Friday, May 18, 2012

The Secret To My Success?

Maybe it was the sticky notes


I have really had a pretty easy time of it I think. I read a lot of the posts in the forums on the quit for life web site and think how much easier it has been for me. I am not sure why but I am grateful. I know part of it is that if I set my mind to do something I do it. I plan and create a process that I stick to no matter what. The process for this was simple. I had seven days to ween myself off of nicotine so that when I hit my quit date I was only dealing with the behavioral and emotional part of the addiction. I used the sticky notes program on my netbook to keep track of my smoking each day in addition to the tools on the web site.

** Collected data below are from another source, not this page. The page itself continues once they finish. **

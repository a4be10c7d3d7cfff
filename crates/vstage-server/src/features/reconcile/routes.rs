use axum::{
    body::Bytes,
    extract::{rejection::QueryRejection, Query, State},
    http::StatusCode,
    response::{IntoResponse, Response},
    routing::post,
    Json, Router,
};
use serde::Deserialize;
use std::sync::Arc;

use super::reconciler::Reconciler;
use super::types::{ReconcileOptions, DEFAULT_CONCURRENCY, DEFAULT_LIMIT};
use crate::config::{parse_positive, ReconcileConfig};
use crate::error::{AppError, AppResult};

/// Largest batch accepted over HTTP
pub const MAX_HTTP_LIMIT: i64 = 1000;

/// State for the admin reconcile routes
#[derive(Clone)]
pub struct ReconcileState {
    pub reconciler: Arc<Reconciler>,
    pub settings: ReconcileConfig,
}

pub fn reconcile_routes() -> Router<ReconcileState> {
    Router::new().route("/reconcile/images", post(reconcile_images))
}

/// JSON body, every field optional
#[derive(Debug, Default, Deserialize)]
struct ReconcileBody {
    project_id: Option<String>,
    status: Option<String>,
    cursor: Option<String>,
    limit: Option<i64>,
    dry_run: Option<bool>,
}

/// Query string, kept as raw strings so bad values become a 400 with our error shape
#[derive(Debug, Default, Deserialize)]
struct ReconcileQuery {
    project_id: Option<String>,
    status: Option<String>,
    cursor: Option<String>,
    limit: Option<String>,
    dry_run: Option<String>,
    concurrency: Option<String>,
}

#[tracing::instrument(skip_all)]
async fn reconcile_images(
    State(state): State<ReconcileState>,
    query: Result<Query<ReconcileQuery>, QueryRejection>,
    body: Bytes,
) -> AppResult<Response> {
    if !state.settings.enabled {
        return Err(AppError::NotImplemented(
            "reconciliation endpoint is disabled".to_string(),
        ));
    }

    let Query(query) = query.map_err(|e| AppError::bad_request(format!("invalid query: {}", e)))?;
    let body = parse_body(&body)?;
    let options = resolve_options(body, &query, &state.settings)?;

    tracing::info!(
        project_id = ?options.project_id,
        status = ?options.status,
        limit = options.limit,
        dry_run = options.dry_run,
        concurrency = options.concurrency,
        "Admin reconciliation requested"
    );

    let result = state.reconciler.reconcile(options).await?;

    Ok((StatusCode::OK, Json(result)).into_response())
}

/// A whitespace-only body counts as no body
fn parse_body(bytes: &Bytes) -> AppResult<ReconcileBody> {
    if bytes.iter().all(u8::is_ascii_whitespace) {
        return Ok(ReconcileBody::default());
    }
    serde_json::from_slice(bytes).map_err(|e| AppError::bad_request(format!("invalid body: {}", e)))
}

/// Merge body and query; a non-blank query value wins field by field
fn resolve_options(
    body: ReconcileBody,
    query: &ReconcileQuery,
    settings: &ReconcileConfig,
) -> AppResult<ReconcileOptions> {
    let limit = match non_blank(&query.limit) {
        Some(raw) => Some(
            raw.trim()
                .parse::<i64>()
                .map_err(|_| AppError::bad_request(format!("invalid limit: {}", raw)))?,
        ),
        None => body.limit,
    };
    // A bare `?dry_run` is a request for a dry run
    let dry_run = match query.dry_run.as_deref() {
        Some(raw) => Some(parse_flag(raw)?),
        None => body.dry_run,
    };

    let concurrency = query
        .concurrency
        .as_deref()
        .and_then(parse_positive)
        .or(settings.concurrency)
        .unwrap_or(DEFAULT_CONCURRENCY);

    Ok(ReconcileOptions {
        project_id: non_blank(&query.project_id).or(body.project_id),
        status: non_blank(&query.status).or(body.status),
        cursor: non_blank(&query.cursor).or(body.cursor),
        limit: clamp_limit(limit.unwrap_or(0)),
        dry_run: dry_run.unwrap_or(false),
        concurrency: i64::try_from(concurrency).unwrap_or(DEFAULT_CONCURRENCY as i64),
    })
}

fn non_blank(value: &Option<String>) -> Option<String> {
    value.clone().filter(|s| !s.trim().is_empty())
}

fn clamp_limit(limit: i64) -> i64 {
    if limit <= 0 {
        DEFAULT_LIMIT
    } else {
        limit.min(MAX_HTTP_LIMIT)
    }
}

fn parse_flag(raw: &str) -> AppResult<bool> {
    match raw.trim().to_ascii_lowercase().as_str() {
        "" | "1" | "true" | "t" | "yes" => Ok(true),
        "0" | "false" | "f" | "no" => Ok(false),
        _ => Err(AppError::bad_request(format!("invalid dry_run: {}", raw))),
    }
}
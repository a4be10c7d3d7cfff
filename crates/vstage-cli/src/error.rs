//! Error types for the reconcile CLI

use thiserror::Error;
use vstage_server::features::reconcile::ReconcileError;

/// Result type alias for CLI operations
pub type Result<T> = std::result::Result<T, CliError>;

#[derive(Error, Debug)]
pub enum CliError {
    /// Configuration is missing or invalid
    #[error("Configuration error: {0}. Check your environment variables or .env file.")]
    Config(String),

    /// Database connection failed
    #[error("Database error: {0}. Check DATABASE_URL and that PostgreSQL is reachable.")]
    Database(#[from] sqlx::Error),

    /// Object storage client could not be created
    #[error("Storage error: {0}. Check the S3_* settings.")]
    Storage(String),

    /// The reconciliation pass failed
    #[error("Reconciliation failed: {0}")]
    Reconcile(#[from] ReconcileError),

    #[error("Failed to encode JSON output: {0}")]
    Json(#[from] serde_json::Error),
}

impl CliError {
    pub fn config(msg: impl Into<String>) -> Self {
        Self::Config(msg.into())
    }
}

#[cfg(test)]
mod tests {
    use super::*;
    use vstage_common::VstageError;

    #[test]
    fn test_reconcile_error_message_is_kept() {
        let err = CliError::from(ReconcileError::InvalidCursor(VstageError::InvalidUuidHex));
        assert_eq!(err.to_string(), "Reconciliation failed: invalid cursor: invalid UUID hex");
    }

    #[test]
    fn test_config_error() {
        let err = CliError::config("DATABASE_URL cannot be empty");
        assert!(err.to_string().starts_with("Configuration error: DATABASE_URL"));
    }
}
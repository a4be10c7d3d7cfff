//! Server-specific error types

use axum::{
    http::StatusCode,
    response::{IntoResponse, Response},
    Json,
};
use serde_json::json;
use thiserror::Error;

use crate::db::status::StatusError;
use crate::features::reconcile::ReconcileError;
use crate::jobs::WorkerError;
use crate::notify::PublishError;

/// Result type alias for server operations
pub type AppResult<T> = std::result::Result<T, AppError>;

/// Application error types
///
/// Every variant renders as `{"error": "<message>"}` so that admin tooling can
/// rely on a single error shape.
#[derive(Error, Debug)]
pub enum AppError {
    #[error("{0}")]
    BadRequest(String),

    #[error("{0}")]
    NotImplemented(String),

    #[error(transparent)]
    Reconcile(#[from] ReconcileError),

    #[error(transparent)]
    Status(#[from] StatusError),

    #[error(transparent)]
    Publish(#[from] PublishError),
}

impl From<WorkerError> for AppError {
    fn from(err: WorkerError) -> Self {
        match err {
            WorkerError::Status(e) => AppError::Status(e),
            WorkerError::Notify(e) => AppError::Publish(e),
        }
    }
}

impl AppError {
    pub fn bad_request(msg: impl Into<String>) -> Self {
        Self::BadRequest(msg.into())
    }

    pub fn status_code(&self) -> StatusCode {
        match self {
            AppError::BadRequest(_) => StatusCode::BAD_REQUEST,
            AppError::NotImplemented(_) => StatusCode::NOT_IMPLEMENTED,
            AppError::Status(StatusError::InvalidArgument(_))
            | AppError::Publish(PublishError::InvalidArgument(_)) => StatusCode::BAD_REQUEST,
            AppError::Publish(PublishError::Cancelled) => StatusCode::SERVICE_UNAVAILABLE,
            AppError::Reconcile(_) | AppError::Status(_) | AppError::Publish(_) => {
                StatusCode::INTERNAL_SERVER_ERROR
            },
        }
    }
}

impl IntoResponse for AppError {
    fn into_response(self) -> Response {
        let status = self.status_code();
        let message = match self {
            AppError::Status(StatusError::Database(ref e)) => {
                tracing::error!(error = ?e, "Database error");
                "A database error occurred".to_string()
            },
            ref other => {
                if status.is_server_error() {
                    tracing::error!(error = %other, "Request failed");
                }
                other.to_string()
            },
        };

        (status, Json(json!({ "error": message }))).into_response()
    }
}
//! Staging job status callbacks
//!
//! The staging worker reports each transition of a job here. The write is
//! guarded and idempotent, and the new status is then announced on the
//! image's notification channel.

pub mod routes;

pub use routes::{job_routes, JobsState};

 The sticky notes appealed to me because they were right there every time I was on my computer. As far as cutting back on my smoking each day I found I nice little thought process that helped a lot. Every time I would reach for a cigarette I would ask myself if I really needed the nicotine or if it was just what I was used to doing right then. If I thought about it and decided I didn't really need to smoke I didn't. There was really no pressure because I knew if I really felt I needed it I could smoke. I found as the days went on I needed them less and less. As you can see from the picture of my netbook screen it happened pretty fast. I had actually quit two days early. This brought up another thought. If I was able to quit on the dosage of Chantix that I was currently taking then what was the point of increasing the dose on the eighth? I decided not to. On the eighth when I got to the 1mg pills I got out my pill splitter and split them in half so that I could stay at 1mg a day. This is not to say that I never think about smoking because I do. It just doesn't really get to me because I know that when it comes right down to it I don't really want to. The thought passes rather quickly and I move on just fine.


I think the next use for my sticky notes will have to be to help me keep track of my new diet. changes to my eating habits. Turns out that while I have done very well on the blood sugar thing I have now been dealt the family cholesterol card. I now get the challenge of kicking the fast food habit and learning to eat low fat/cholesterol foods. So, time to set my mind to it, make a plan, create a process and stick to it no matter what. 

Monday, April 30, 2012

Call Me A Quitter (It's a compliment)

Most of you know that I have been working toward healthier living. I changed my eating habits to keep my blood sugar stable and in doing so I lost a lot of weight. I knew there was only one more big change to make and last fall I decided I was ready..... well ready to think about quitting anyway.

I work in retail. In my mind it would be stupid to try to quit smoking right when the busiest, most stressful part of the year was just beginning. I would quit after the holidays. Along comes January. Well I couldn't quit in January. That would be like making a new years resolution and everyone knows new years resolutions don't work. By the time March rolled around I knew I was out of excuses. It was time to get serious. I actually wrote down the information hanging on the wall in the break room about the quit for life program on a postit and stuck it to my computer monitor.  https://www.quitnow.net/Program/  

I think it was the beginning of April when I first went online to see what the program entailed. I got a little freaked out and went out for a cigarette. It took another week before I actually signed up. Turns out it wasn't so scary after all. (I did have to smoke while I waited for a call from my quit coach.) My quit coach asked me some questions and gave me some info to help me start my quit plan. We set a tentative quit date of May 1st. The actual quit date would be determined by when I started my Chantix because you can smoke during the first seven days while it builds up in your system.

I had my Dr. appointment on Thursday. She wrote me a prescription and I figured I would fill it on Friday. I knew I needed to wait until my direct deposit had gone in because I was not sure how much this was going to cost me. I found out on Friday that this will cost me $85 a month. No problem I spend about $90 a month on cigarettes so I will save five dollars a month. The pharmacy didn't have any Chantix on hand though so that meant I  could not pick it up until today.



  I was so excited to finally have my prescription that I had to take a picture of it. I take the first pill in the morning. That means my official quit date is May 8, 2012

Sunday, March 18, 2012

Where's my Windows Live Writer?

I am loving my new netbook but I can't seem to figure out how to get Windows Live Writer on it. Now that it is so much more convenient to be on the computer I am hoping to share a little more of what is on my mind. I know that it has been a long time since I last blogged. One might suggest that is an indicator of an empty mind. The reality is a lot of frustration due to an over loaded brain and a couple of teenagers always on my desktop.